Required work » Reproduce all records exactly.

[Task inputs — start]

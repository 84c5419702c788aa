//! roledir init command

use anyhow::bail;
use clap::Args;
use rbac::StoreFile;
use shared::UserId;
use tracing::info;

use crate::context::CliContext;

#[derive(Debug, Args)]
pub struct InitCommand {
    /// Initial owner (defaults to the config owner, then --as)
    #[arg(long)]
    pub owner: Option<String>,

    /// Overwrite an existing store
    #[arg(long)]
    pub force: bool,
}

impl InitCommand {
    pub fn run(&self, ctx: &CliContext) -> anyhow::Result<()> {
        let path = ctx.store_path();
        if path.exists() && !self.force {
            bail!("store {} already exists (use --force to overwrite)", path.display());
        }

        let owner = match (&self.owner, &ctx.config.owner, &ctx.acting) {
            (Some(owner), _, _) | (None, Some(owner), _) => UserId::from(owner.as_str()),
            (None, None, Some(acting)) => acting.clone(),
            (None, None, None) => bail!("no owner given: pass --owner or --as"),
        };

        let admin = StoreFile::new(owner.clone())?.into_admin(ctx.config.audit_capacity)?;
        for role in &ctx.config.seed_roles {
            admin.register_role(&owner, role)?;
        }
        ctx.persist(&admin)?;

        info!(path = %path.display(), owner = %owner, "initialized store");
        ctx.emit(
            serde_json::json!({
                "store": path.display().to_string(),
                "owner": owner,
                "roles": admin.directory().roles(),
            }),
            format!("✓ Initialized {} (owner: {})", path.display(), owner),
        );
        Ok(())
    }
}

[Task inputs — finish]

Answer section »
repository 84c5419702c788aa
//! roledir init command

use anyhow::bail;
use clap::Args;
use rbac::StoreFile;
use shared::UserId;
use tracing::info;

use crate::context::CliContext;

#[derive(Debug, Args)]
pub struct InitCommand {
    /// Initial owner (defaults to the config owner, then --as)
    #[arg(long)]
    pub owner: Option<String>,

    /// Overwrite an existing store
    #[arg(long)]
    pub force: bool,
}

impl InitCommand {
    pub fn run(&self, ctx: &CliContext) -> anyhow::Result<()> {
        let path = ctx.store_path();
        if path.exists() && !self.force {
            bail!("store {} already exists (use --force to overwrite)", path.display());
        }

        let owner = match (&self.owner, &ctx.config.owner, &ctx.acting) {
            (Some(owner), _, _) | (None, Some(owner), _) => UserId::from(owner.as_str()),
            (None, None, Some(acting)) => acting.clone(),
            (None, None, None) => bail!("no owner given: pass --owner or --as"),
        };

        let admin = StoreFile::new(owner.clone())?.into_admin(ctx.config.audit_capacity)?;
        for role in &ctx.config.seed_roles {
            admin.register_role(&owner, role)?;
        }
        ctx.persist(&admin)?;

        info!(path = %path.display(), owner = %owner, "initialized store");
        ctx.emit(
            serde_json::json!({
                "store": path.display().to_string(),
                "owner": owner,
                "roles": admin.directory().roles(),
            }),
            format!("✓ Initialized {} (owner: {})", path.display(), owner),
        );
        Ok(())
    }
}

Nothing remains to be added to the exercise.